use std::fs;
use std::path::{Path, PathBuf};

use serde::{Deserialize, Serialize};

use crate::error::{Error, Result};
use crate::pipeline::threshold::confirmation_threshold;
use crate::tracker::TrackerConfig;

/// What a vehicle is checked against.
#[derive(Debug, Clone, Copy, PartialEq, Eq, Default, Serialize, Deserialize)]
#[serde(rename_all = "snake_case")]
pub enum EvaluationMode {
    /// Zone polygons with class allow-lists
    #[default]
    Zones,
    /// Smoothed lane boundaries supplied per frame
    Lanes,
}

/// Where violation histories take their identity from.
#[derive(Debug, Clone, Copy, PartialEq, Eq, Default, Serialize, Deserialize)]
#[serde(rename_all = "snake_case")]
pub enum IdentitySource {
    /// Ids from the centroid tracker; only active tracks are evaluated
    #[default]
    Tracker,
    /// Ids persisted by the detector; detections without one share a bucket
    Upstream,
}

/// Configuration for one processing job.
#[derive(Debug, Clone, PartialEq, Serialize, Deserialize)]
#[serde(default)]
pub struct PipelineConfig {
    pub tracker: TrackerConfig,
    /// Process every K-th frame
    pub frame_interval: u64,
    /// Source frame rate, used to derive frame timestamps
    pub fps: f64,
    /// Streak length needed for confirmation at dense sampling
    pub base_confirmation_threshold: u32,
    /// Sampled frames kept for evidence capture
    pub retention_capacity: usize,
    /// Crop padding as a fraction of the box size on each side
    pub crop_padding: f64,
    pub snapshot_dir: PathBuf,
    /// Zones to check; empty means all
    pub selected_zones: Vec<String>,
    /// Processed frames an upstream identity stays in the zone filter after leaving
    pub zone_grace_frames: u64,
    /// Processed frames between violation history cleanups, 0 disables
    pub cleanup_interval: u64,
    pub mode: EvaluationMode,
    pub identity: IdentitySource,
    /// Lane score above which a vehicle violates in lane mode
    pub lane_violation_threshold: f64,
    pub lane_smoothing_alpha: f64,
}

impl Default for PipelineConfig {
    fn default() -> Self {
        Self {
            tracker: TrackerConfig::default(),
            frame_interval: 1,
            fps: 30.0,
            base_confirmation_threshold: 3,
            retention_capacity: 12,
            crop_padding: 0.15,
            snapshot_dir: PathBuf::from("snapshots"),
            selected_zones: Vec::new(),
            zone_grace_frames: 0,
            cleanup_interval: 30,
            mode: EvaluationMode::default(),
            identity: IdentitySource::default(),
            lane_violation_threshold: 0.3,
            lane_smoothing_alpha: 0.3,
        }
    }
}

impl PipelineConfig {
    /// Load a YAML configuration file.
    pub fn load(path: impl AsRef<Path>) -> Result<Self> {
        let path = path.as_ref();
        let contents = fs::read_to_string(path).map_err(|e| Error::io(path, e))?;
        let config: PipelineConfig = serde_yaml::from_str(&contents)?;
        Ok(config)
    }

    /// Sampling interval, never below 1.
    pub fn frame_interval(&self) -> u64 {
        self.frame_interval.max(1)
    }

    pub fn confirmation_threshold(&self) -> u32 {
        confirmation_threshold(self.frame_interval(), self.base_confirmation_threshold)
    }
}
____
Required action
Every line of the data is to be retyped without alteration.

Response area
use std::fs;
use std::path::{Path, PathBuf};

use serde::{Deserialize, Serialize};

use crate::error::{Error, Result};
use crate::pipeline::threshold::confirmation_threshold;
use crate::tracker::TrackerConfig;

/// What a vehicle is checked against.
#[derive(Debug, Clone, Copy, PartialEq, Eq, Default, Serialize, Deserialize)]
#[serde(rename_all = "snake_case")]
pub enum EvaluationMode {
    /// Zone polygons with class allow-lists
    #[default]
    Zones,
    /// Smoothed lane boundaries supplied per frame
    Lanes,
}

/// Where violation histories take their identity from.
#[derive(Debug, Clone, Copy, PartialEq, Eq, Default, Serialize, Deserialize)]
#[serde(rename_all = "snake_case")]
pub enum IdentitySource {
    /// Ids from the centroid tracker; only active tracks are evaluated
    #[default]
    Tracker,
    /// Ids persisted by the detector; detections without one share a bucket
    Upstream,
}

/// Configuration for one processing job.
#[derive(Debug, Clone, PartialEq, Serialize, Deserialize)]
#[serde(default)]
pub struct PipelineConfig {
    pub tracker: TrackerConfig,
    /// Process every K-th frame
    pub frame_interval: u64,
    /// Source frame rate, used to derive frame timestamps
    pub fps: f64,
    /// Streak length needed for confirmation at dense sampling
    pub base_confirmation_threshold: u32,
    /// Sampled frames kept for evidence capture
    pub retention_capacity: usize,
    /// Crop padding as a fraction of the box size on each side
    pub crop_padding: f64,
    pub snapshot_dir: PathBuf,
    /// Zones to check; empty means all
    pub selected_zones: Vec<String>,
    /// Processed frames an upstream identity stays in the zone filter after leaving
    pub zone_grace_frames: u64,
    /// Processed frames between violation history cleanups, 0 disables
    pub cleanup_interval: u64,
    pub mode: EvaluationMode,
    pub identity: IdentitySource,
    /// Lane score above which a vehicle violates in lane mode
    pub lane_violation_threshold: f64,
    pub lane_smoothing_alpha: f64,
}

impl Default for PipelineConfig {
    fn default() -> Self {
        Self {
            tracker: TrackerConfig::default(),
            frame_interval: 1,
            fps: 30.0,
            base_confirmation_threshold: 3,
            retention_capacity: 12,
            crop_padding: 0.15,
            snapshot_dir: PathBuf::from("snapshots"),
            selected_zones: Vec::new(),
            zone_grace_frames: 0,
            cleanup_interval: 30,
            mode: EvaluationMode::default(),
            identity: IdentitySource::default(),
            lane_violation_threshold: 0.3,
            lane_smoothing_alpha: 0.3,
        }
    }
}

impl PipelineConfig {
    /// Load a YAML configuration file.
    pub fn load(path: impl AsRef<Path>) -> Result<Self> {
        let path = path.as_ref();
        let contents = fs::read_to_string(path).map_err(|e| Error::io(path, e))?;
        let config: PipelineConfig = serde_yaml::from_str(&contents)?;
        Ok(config)
    }

    /// Sampling interval, never below 1.
    pub fn frame_interval(&self) -> u64 {
        self.frame_interval.max(1)
    }

    pub fn confirmation_threshold(&self) -> u32 {
        confirmation_threshold(self.frame_interval(), self.base_confirmation_threshold)
    }
}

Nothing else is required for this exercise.